Tuesday, October 25, 2011

The Epic Story of America's Great Migration


The Philadelphia Inquirer reported, "Black exodus from Southern segregation," on 24 October 2010, by Michael D. Schaffer: Half a century after the Civil War set African Americans free, another war gave them the chance finally to flee the brutal apartheid that had replaced slavery in the American South.

World War I disrupted the flow of immigrants from Europe to the United States, forcing industries in the North to begin looking for a new pool of cheap labor. They found it in the African Americans of the South, and sent recruiters into Dixie with a message of opportunity in the cities of the North.



The opportunity was more than just economic. It was a chance for a people, citizens but not fully free, to escape the system of legal segregation that demanded black deference to whites and often punished transgressions with death by lynching.


So began a migration that would long outlast the labor needs of World War I. For more than half a century, until the 1970s, millions of African Americans streamed out of the South toward the cities of the West and the North, including Philadelphia. Isabel Wilkerson tells their story superbly in The Warmth of Other Suns, a magnificent marriage of history and journalism. (The title phrase comes from a poem by the African American novelist and poet Richard Wright.)

"Over the course of six decades, some six million black southerners left the land of their forefathers and fanned out across the country for an uncertain existence in nearly every other corner of America," Wilkerson writes.



"The Great Migration would become a turning point in history.

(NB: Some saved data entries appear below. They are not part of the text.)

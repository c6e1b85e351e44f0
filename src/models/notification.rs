use serde::{Deserialize, Serialize};

use super::numeric_id;

numeric_id! {
    /// Backend notification identifier.
    NotificationId
}

/// A user-scoped notification, polled from `GET /notifications`.
#[derive(Debug, Clone, PartialEq, Eq, Serialize, Deserialize)]
pub struct Notification {
    pub id: NotificationId,
    pub message: String,
    #[serde(default)]
    pub read: bool,
}
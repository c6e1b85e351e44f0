//! Tools listed for rent.

use serde::{Deserialize, Serialize};

use super::{de_decimal, numeric_id, UserId};

numeric_id! {
    /// Backend tool identifier.
    ToolId
}

/// Categories offered when listing a tool.
pub const TOOL_CATEGORIES: [&str; 6] = [
    "Ferramentas Elétricas",
    "Ferramentas Manuais",
    "Medição e instrumentação",
    "Caixas Organizadoras",
    "Ferramentas para jardim",
    "Acessórios",
];

/// Availability of a tool. Only the backend moves a tool between states.
#[derive(Debug, Clone, Copy, PartialEq, Eq, Hash, Serialize, Deserialize)]
pub enum ToolStatus {
    #[serde(rename = "disponível")]
    Available,
    #[serde(rename = "alugada")]
    Rented,
    #[serde(rename = "em manutenção")]
    Maintenance,
    #[serde(other)]
    Unknown,
}

impl ToolStatus {
    /// Statuses a user may pick when listing a tool.
    pub const SELECTABLE: [ToolStatus; 3] = [
        ToolStatus::Available,
        ToolStatus::Rented,
        ToolStatus::Maintenance,
    ];

    /// Wire value.
    pub fn as_str(&self) -> &'static str {
        match self {
            ToolStatus::Available => "disponível",
            ToolStatus::Rented => "alugada",
            ToolStatus::Maintenance => "em manutenção",
            ToolStatus::Unknown => "desconhecido",
        }
    }

    /// Parse a wire value; accepts the unaccented spelling as well.
    pub fn parse(value: &str) -> Option<Self> {
        match value.trim().to_lowercase().as_str() {
            "disponível" | "disponivel" | "available" => Some(ToolStatus::Available),
            "alugada" | "rented" => Some(ToolStatus::Rented),
            "em manutenção" | "em manutencao" | "maintenance" => Some(ToolStatus::Maintenance),
            _ => None,
        }
    }
}

impl std::fmt::Display for ToolStatus {
    fn fmt(&self, f: &mut std::fmt::Formatter<'_>) -> std::fmt::Result {
        f.write_str(self.as_str())
    }
}

#[derive(Debug, Clone, PartialEq, Serialize, Deserialize)]
#[serde(rename_all = "camelCase")]
pub struct Tool {
    pub id: ToolId,
    pub user_id: UserId,
    pub name: String,
    #[serde(default)]
    pub description: String,
    /// Hourly price.
    #[serde(default, deserialize_with = "de_decimal")]
    pub price: f64,
    #[serde(default)]
    pub category: String,
    #[serde(default, deserialize_with = "de_decimal")]
    pub rating: f64,
    pub status: ToolStatus,
    #[serde(default)]
    pub image: Option<String>,
    #[serde(default)]
    pub created_at: Option<String>,
    #[serde(default)]
    pub updated_at: Option<String>,
}

impl Tool {
    pub fn is_owned_by(&self, user: UserId) -> bool {
        self.user_id == user
    }
}

/// Body of `POST /tool`. New listings always start unrated.
#[derive(Debug, Clone, Serialize)]
#[serde(rename_all = "camelCase")]
pub struct NewTool {
    pub name: String,
    pub description: String,
    pub price: f64,
    pub category: String,
    pub status: ToolStatus,
    pub image: String,
    pub user_id: UserId,
    pub rating: f64,
}

/// Listing form as filled in by the owner.
#[derive(Debug, Clone, PartialEq)]
pub struct ToolForm {
    pub name: String,
    pub description: String,
    pub price: f64,
    pub category: String,
    pub status: ToolStatus,
    pub image: String,
}

impl ToolForm {
    pub fn into_new_tool(self, owner: UserId) -> NewTool {
        NewTool {
            name: self.name,
            description: self.description,
            price: self.price,
            category: self.category,
            status: self.status,
            image: self.image,
            user_id: owner,
            rating: 0.0,
        }
    }
}

/// Body of `PUT /tool/:id` when editing a listing.
#[derive(Debug, Clone, Serialize)]
pub struct ToolUpdate {
    pub name: String,
    pub description: String,
    pub price: f64,
    pub category: String,
    pub image: String,
}

/// Body of `PUT /tool/:id` when rating a finished rental.
#[derive(Debug, Clone, Copy, Serialize)]
pub struct RatingUpdate {
    pub rating: u8,
}
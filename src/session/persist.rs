//! Signed on-disk session.
//!
//! The file holds the serialized session next to an HMAC-SHA256 signature of
//! it, keyed with the configured session secret. A file that fails
//! verification or is older than the maximum age is rejected.

use std::path::{Path, PathBuf};

use chrono::{DateTime, Duration, Utc};
use hmac::{Hmac, Mac};
use serde::{Deserialize, Serialize};
use sha2::Sha256;
use thiserror::Error;
use tracing::debug;

use super::AuthenticatedSession;
use crate::api::BearerToken;
use crate::config::SessionConfig;
use crate::models::UserProfile;

type HmacSha256 = Hmac<Sha256>;

#[derive(Error, Debug)]
pub enum PersistError {
    #[error("IO error: {0}")]
    Io(#[from] std::io::Error),

    #[error("Malformed session file: {0}")]
    Malformed(String),

    #[error("Session signature mismatch")]
    BadSignature,

    #[error("Session expired (issued {0})")]
    Expired(DateTime<Utc>),
}

#[derive(Serialize, Deserialize)]
struct Envelope {
    payload: String,
    signature: String,
}

#[derive(Serialize, Deserialize)]
struct StoredSession {
    token: String,
    user: UserProfile,
    issued_at: DateTime<Utc>,
}

pub struct SessionFile {
    path: PathBuf,
    secret: String,
    max_age: Duration,
}

impl SessionFile {
    pub fn new(path: impl Into<PathBuf>, secret: impl Into<String>, max_age: Duration) -> Self {
        Self {
            path: path.into(),
            secret: secret.into(),
            max_age,
        }
    }

    /// `None` when no secret is configured.
    pub fn from_config(config: &SessionConfig) -> Option<Self> {
        let secret = config.secret.as_ref().filter(|s| !s.is_empty())?;
        Some(Self::new(&config.store_path, secret.clone(), config.max_age()))
    }

    pub fn path(&self) -> &Path {
        &self.path
    }

    fn sign(&self, payload: &str) -> Result<String, PersistError> {
        let mut mac = HmacSha256::new_from_slice(self.secret.as_bytes())
            .map_err(|e| PersistError::Malformed(e.to_string()))?;
        mac.update(payload.as_bytes());
        Ok(hex::encode(mac.finalize().into_bytes()))
    }

    fn verify(&self, payload: &str, signature: &str) -> bool {
        let expected = match hex::decode(signature) {
            Ok(bytes) => bytes,
            Err(_) => return false,
        };

        let mut mac = match HmacSha256::new_from_slice(self.secret.as_bytes()) {
            Ok(m) => m,
            Err(_) => return false,
        };
        mac.update(payload.as_bytes());

        mac.verify_slice(&expected).is_ok()
    }

    pub fn save(&self, session: &AuthenticatedSession) -> Result<(), PersistError> {
        self.save_at(session, Utc::now())
    }

    /// Write the session atomically, replacing any previous file.
    pub fn save_at(
        &self,
        session: &AuthenticatedSession,
        issued_at: DateTime<Utc>,
    ) -> Result<(), PersistError> {
        let stored = StoredSession {
            token: session.token.as_str().to_string(),
            user: session.user.clone(),
            issued_at,
        };
        let payload =
            serde_json::to_string(&stored).map_err(|e| PersistError::Malformed(e.to_string()))?;
        let envelope = Envelope {
            signature: self.sign(&payload)?,
            payload,
        };
        let content = serde_json::to_vec_pretty(&envelope)
            .map_err(|e| PersistError::Malformed(e.to_string()))?;

        let dir = match self.path.parent() {
            Some(p) if !p.as_os_str().is_empty() => p.to_path_buf(),
            _ => PathBuf::from("."),
        };
        std::fs::create_dir_all(&dir)?;

        let mut file = tempfile::NamedTempFile::new_in(&dir)?;
        std::io::Write::write_all(&mut file, &content)?;
        file.persist(&self.path).map_err(|e| PersistError::Io(e.error))?;

        debug!(path = %self.path.display(), "Session saved");
        Ok(())
    }

    pub fn load(&self) -> Result<Option<AuthenticatedSession>, PersistError> {
        self.load_at(Utc::now())
    }

    /// Read and verify the session file. A missing file is `Ok(None)`.
    pub fn load_at(&self, now: DateTime<Utc>) -> Result<Option<AuthenticatedSession>, PersistError> {
        let content = match std::fs::read(&self.path) {
            Ok(c) => c,
            Err(e) if e.kind() == std::io::ErrorKind::NotFound => return Ok(None),
            Err(e) => return Err(e.into()),
        };

        let envelope: Envelope =
            serde_json::from_slice(&content).map_err(|e| PersistError::Malformed(e.to_string()))?;
        if !self.verify(&envelope.payload, &envelope.signature) {
            return Err(PersistError::BadSignature);
        }

        let stored: StoredSession = serde_json::from_str(&envelope.payload)
            .map_err(|e| PersistError::Malformed(e.to_string()))?;
        // an expiry past the representable range never expires
        match stored.issued_at.checked_add_signed(self.max_age) {
            Some(expires_at) if expires_at < now => {
                return Err(PersistError::Expired(stored.issued_at));
            }
            _ => {}
        }
        if stored.token.is_empty() {
            return Err(PersistError::Malformed("empty token".to_string()));
        }

        Ok(Some(AuthenticatedSession {
            token: BearerToken::new(stored.token),
            user: stored.user,
        }))
    }

    /// Delete the file if present.
    pub fn remove(&self) -> Result<(), PersistError> {
        match std::fs::remove_file(&self.path) {
            Ok(()) => Ok(()),
            Err(e) if e.kind() == std::io::ErrorKind::NotFound => Ok(()),
            Err(e) => Err(e.into()),
        }
    }
}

It would transform urban America and recast the social and political order of every city it touched. . . . It was the first mass act of independence by a people who were in bondage in this country for far longer than they have been free."

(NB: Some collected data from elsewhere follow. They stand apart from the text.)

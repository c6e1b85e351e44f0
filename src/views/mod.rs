//! Pure projections of fetched collections.
//!
//! Nothing here is cached; every render recomputes its view from the latest
//! snapshot and the signed-in user.

use std::fmt;
use std::str::FromStr;

use chrono::{DateTime, Utc};

use crate::error::ValidationErrors;
use crate::models::{Notification, Reservation, ReservationStatus, Tool, ToolStatus, UserId};
use crate::validation::validate_reservation_form;

/// Tools other users listed that can be rented now.
pub fn available_tools(tools: &[Tool], viewer: UserId) -> Vec<&Tool> {
    tools
        .iter()
        .filter(|t| t.status == ToolStatus::Available && !t.is_owned_by(viewer))
        .collect()
}

/// Tools currently out on rent.
pub fn rented_tools(tools: &[Tool]) -> Vec<&Tool> {
    tools
        .iter()
        .filter(|t| t.status == ToolStatus::Rented)
        .collect()
}

/// The viewer's own listings that are open for rent.
pub fn owned_listings(tools: &[Tool], viewer: UserId) -> Vec<&Tool> {
    tools
        .iter()
        .filter(|t| t.status == ToolStatus::Available && t.is_owned_by(viewer))
        .collect()
}

/// Reservations whose tool is in `category`. `None` keeps everything.
pub fn filter_by_category<'a>(
    reservations: &'a [Reservation],
    category: Option<&str>,
) -> Vec<&'a Reservation> {
    match category {
        None => reservations.iter().collect(),
        Some(category) => reservations
            .iter()
            .filter(|r| r.tool.category == category)
            .collect(),
    }
}

pub fn unread_count(notifications: &[Notification]) -> usize {
    notifications.iter().filter(|n| !n.read).count()
}

/// The two sides of the reservations page.
#[derive(Debug, Clone, Copy, PartialEq, Eq, Default)]
pub enum ReservationTab {
    /// Reservations the viewer made as a renter.
    #[default]
    Made,
    /// Reservations other users made for the viewer's tools.
    Received,
}

impl ReservationTab {
    pub fn label(&self) -> &'static str {
        match self {
            ReservationTab::Made => "realizadas",
            ReservationTab::Received => "recebidas",
        }
    }
}

impl fmt::Display for ReservationTab {
    fn fmt(&self, f: &mut fmt::Formatter<'_>) -> fmt::Result {
        f.write_str(self.label())
    }
}

impl FromStr for ReservationTab {
    type Err = String;

    fn from_str(s: &str) -> Result<Self, Self::Err> {
        match s.trim().to_lowercase().as_str() {
            "made" | "realizadas" => Ok(ReservationTab::Made),
            "received" | "recebidas" => Ok(ReservationTab::Received),
            other => Err(format!("unknown tab '{}', expected made or received", other)),
        }
    }
}

#[derive(Debug, Clone, Copy, PartialEq, Eq)]
pub enum ReservationAction {
    Delete,
    Rate,
    ChangeStatus(ReservationStatus),
}

impl fmt::Display for ReservationAction {
    fn fmt(&self, f: &mut fmt::Formatter<'_>) -> fmt::Result {
        match self {
            ReservationAction::Delete => f.write_str("delete"),
            ReservationAction::Rate => f.write_str("rate"),
            ReservationAction::ChangeStatus(status) => write!(f, "mark {}", status),
        }
    }
}

/// Actions the viewer is offered for `reservation` on `tab`.
pub fn available_actions(
    reservation: &Reservation,
    tab: ReservationTab,
    viewer: UserId,
) -> Vec<ReservationAction> {
    match tab {
        ReservationTab::Made => match reservation.status {
            ReservationStatus::Finalizada => vec![ReservationAction::Rate],
            ReservationStatus::Confirmada => Vec::new(),
            _ => vec![ReservationAction::Delete],
        },
        ReservationTab::Received if reservation.owner_id() == viewer => reservation
            .status
            .offered_transitions()
            .iter()
            .map(|s| ReservationAction::ChangeStatus(*s))
            .collect(),
        ReservationTab::Received => Vec::new(),
    }
}

#[derive(Debug, Clone, Copy, PartialEq)]
pub struct RentalQuote {
    pub hours: f64,
    pub total: f64,
}

/// Price of renting at `price_per_hour` from `start` to `end`, counting
/// fractional hours.
pub fn quote(
    price_per_hour: f64,
    start: DateTime<Utc>,
    end: DateTime<Utc>,
) -> Result<RentalQuote, ValidationErrors> {
    validate_reservation_form(start, end)?;
    let hours = (end - start).num_seconds() as f64 / 3600.0;
    Ok(RentalQuote {
        hours,
        total: hours * price_per_hour,
    })
}

/// `R$12.50/h`
pub fn format_price(price_per_hour: f64) -> String {
    format!("R${:.2}/h", price_per_hour)
}

/// `R$12.50`
pub fn format_total(amount: f64) -> String {
    format!("R${:.2}", amount)
}

/// The dashboard's two tool sections.
#[derive(Debug, Clone, PartialEq)]
pub struct Dashboard<'a> {
    pub available: Vec<&'a Tool>,
    pub rented: Vec<&'a Tool>,
}

impl<'a> Dashboard<'a> {
    pub fn build(tools: &'a [Tool], viewer: UserId) -> Self {
        Self {
            available: available_tools(tools, viewer),
            rented: rented_tools(tools),
        }
    }
}

#[cfg(test)]
mod tests {
    use super::*;
    use crate::models::fixtures::{at, notification, reservation, tool};

    #[test]
    fn test_available_excludes_own_tools() {
        let tools = vec![tool(1, 5, ToolStatus::Available)];

        for viewer in [1, 4, 6, 500] {
            assert_eq!(available_tools(&tools, UserId(viewer)).len(), 1);
        }
        assert!(available_tools(&tools, UserId(5)).is_empty());
    }

    #[test]
    fn test_dashboard_sections() {
        let tools = vec![
            tool(1, 5, ToolStatus::Available),
            tool(2, 6, ToolStatus::Rented),
            tool(3, 7, ToolStatus::Maintenance),
            tool(4, 1, ToolStatus::Available),
            tool(5, 1, ToolStatus::Rented),
        ];
        let dashboard = Dashboard::build(&tools, UserId(1));
        fn ids(v: &[&Tool]) -> Vec<i64> {
            v.iter().map(|t| t.id.0).collect()
        }

        assert_eq!(ids(&dashboard.available), vec![1]);
        assert_eq!(ids(&dashboard.rented), vec![2, 5]);
        assert_eq!(ids(&owned_listings(&tools, UserId(1))), vec![4]);
    }

    #[test]
    fn test_filter_by_category() {
        let mut garden = tool(2, 5, ToolStatus::Rented);
        garden.category = "Ferramentas para jardim".to_string();
        let reservations = vec![
            reservation(1, 1, tool(1, 5, ToolStatus::Rented), ReservationStatus::Pendente),
            reservation(2, 1, garden, ReservationStatus::Pendente),
        ];

        assert_eq!(filter_by_category(&reservations, None).len(), 2);
        let filtered = filter_by_category(&reservations, Some("Ferramentas para jardim"));
        assert_eq!(filtered.len(), 1);
        assert_eq!(filtered[0].id.0, 2);
    }

    #[test]
    fn test_unread_count() {
        let notifications = vec![
            notification(1, "Nova reserva", false),
            notification(2, "Reserva confirmada", true),
            notification(3, "Reserva cancelada", false),
        ];
        assert_eq!(unread_count(&notifications), 2);
    }

    #[test]
    fn test_actions_on_made_tab() {
        let made = |status| {
            available_actions(
                &reservation(1, 1, tool(1, 5, ToolStatus::Rented), status),
                ReservationTab::Made,
                UserId(1),
            )
        };
        assert_eq!(made(ReservationStatus::Pendente), vec![ReservationAction::Delete]);
        assert_eq!(made(ReservationStatus::Cancelada), vec![ReservationAction::Delete]);
        assert!(made(ReservationStatus::Confirmada).is_empty());
        assert_eq!(made(ReservationStatus::Finalizada), vec![ReservationAction::Rate]);
    }

    #[test]
    fn test_actions_on_received_tab_need_ownership() {
        let r = reservation(1, 1, tool(1, 5, ToolStatus::Rented), ReservationStatus::Pendente);
        assert_eq!(
            available_actions(&r, ReservationTab::Received, UserId(5)),
            vec![
                ReservationAction::ChangeStatus(ReservationStatus::Confirmada),
                ReservationAction::ChangeStatus(ReservationStatus::Cancelada),
            ]
        );
        assert!(available_actions(&r, ReservationTab::Received, UserId(9)).is_empty());
    }

    #[test]
    fn test_quote_counts_fractional_hours() {
        let q = quote(10.0, at("2024-06-01T08:00:00Z"), at("2024-06-01T10:30:00Z")).unwrap();
        assert_eq!(q.hours, 2.5);
        assert_eq!(q.total, 25.0);
        assert_eq!(format_total(q.total), "R$25.00");

        let start = at("2024-06-01T08:00:00Z");
        assert!(quote(10.0, start, start).is_err());
    }

    #[test]
    fn test_format_price() {
        assert_eq!(format_price(15.0), "R$15.00/h");
        assert_eq!(format_price(7.5), "R$7.50/h");
    }

    #[test]
    fn test_tab_parsing() {
        assert_eq!("received".parse::<ReservationTab>(), Ok(ReservationTab::Received));
        assert_eq!("Realizadas".parse::<ReservationTab>(), Ok(ReservationTab::Made));
        assert!("both".parse::<ReservationTab>().is_err());
    }
}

Beginning in the mid-1990s, Wilkerson, who won a Pulitzer Prize for feature writing as a reporter for the New York Times in 1994, interviewed more than 1,200 people, all of whom had been part of the migration.



She settled on three to carry her story: Ida Mae Gladney, who left the cotton fields of Chickasaw County, Miss., in 1937; George Starling, who fled central Florida in 1945, a step ahead of irate orange growers ready to lynch him for trying to organize pickers; and Robert Foster, a surgeon who packed up his Buick Roadmaster and set out for California in 1953.


Wilkerson, now a journalism professor at Boston University, retraced the journeys of her three main characters, including Foster's epic, nearly sleepless, drive across the vastness of the Southwest at a time when interstates didn't yet exist and public lodging for blacks was scarce.

Alternating among her characters, Wilkerson draws a reader into her narrative as she weaves a verbal tapestry, spun from beautifully turned phrases and rich in detail. Here is how she describes Milwaukee, Gladney's destination:

"Milwaukee was a frank and clattering workhorse of a town, a concrete smokestack of a place with trolley cars clanking against a web of power lines and telephone cables filling the sky. Curls of steam rose from the rooftops and from the gray hulk of the Schlitz brewery over by the Cherry Street bridge."


Relying on all those hours of meticulous interviewing, Wilkerson fleshes out her characters as completely as if they were characters in a novel: Gladney is the indomitable matriarch, Starling the upright and indignant man who pushes back against a racist society, and Foster the striver, anxious that his achievements be properly acknowledged.

In Foster, Wilkerson found an especially fascinating character, a skilled surgeon and compassionate healer of enormous ego and enormous insecurity, obsessed with status symbols, addicted to gambling, and eager for approval not just from whites but from his in-laws, pillars of black society in Atlanta. She clearly likes him and just as clearly sees his flaws:

"He had a Napoleon complex, a southern complex, a baby-of-the-family complex. He had both a superiority and an inferiority complex, and, because he was born on Christmas Day, a Christmas baby complex."

The world that the black newcomers found in the North was far from being a heaven of racial amity, but it was light-years better than what they had left behind in the South. For one thing, they could vote, as Ida Mae Gladney found to her surprise in 1940. Back in the South, she would never have ventured to the polls. If she had, Wilkerson writes, "she would have been turned away for failing to pay a poll tax or not being able to answer a question on a literary test for which there was no answer, such as how many grains of sand there were on the beach. . . ."

Wilkerson argues that historians have not paid sufficient attention to the Great Migration, that it was seismic but silent, unorganized and spread out over decades.

"It would become," she writes, "the biggest underreported story of the twentieth century."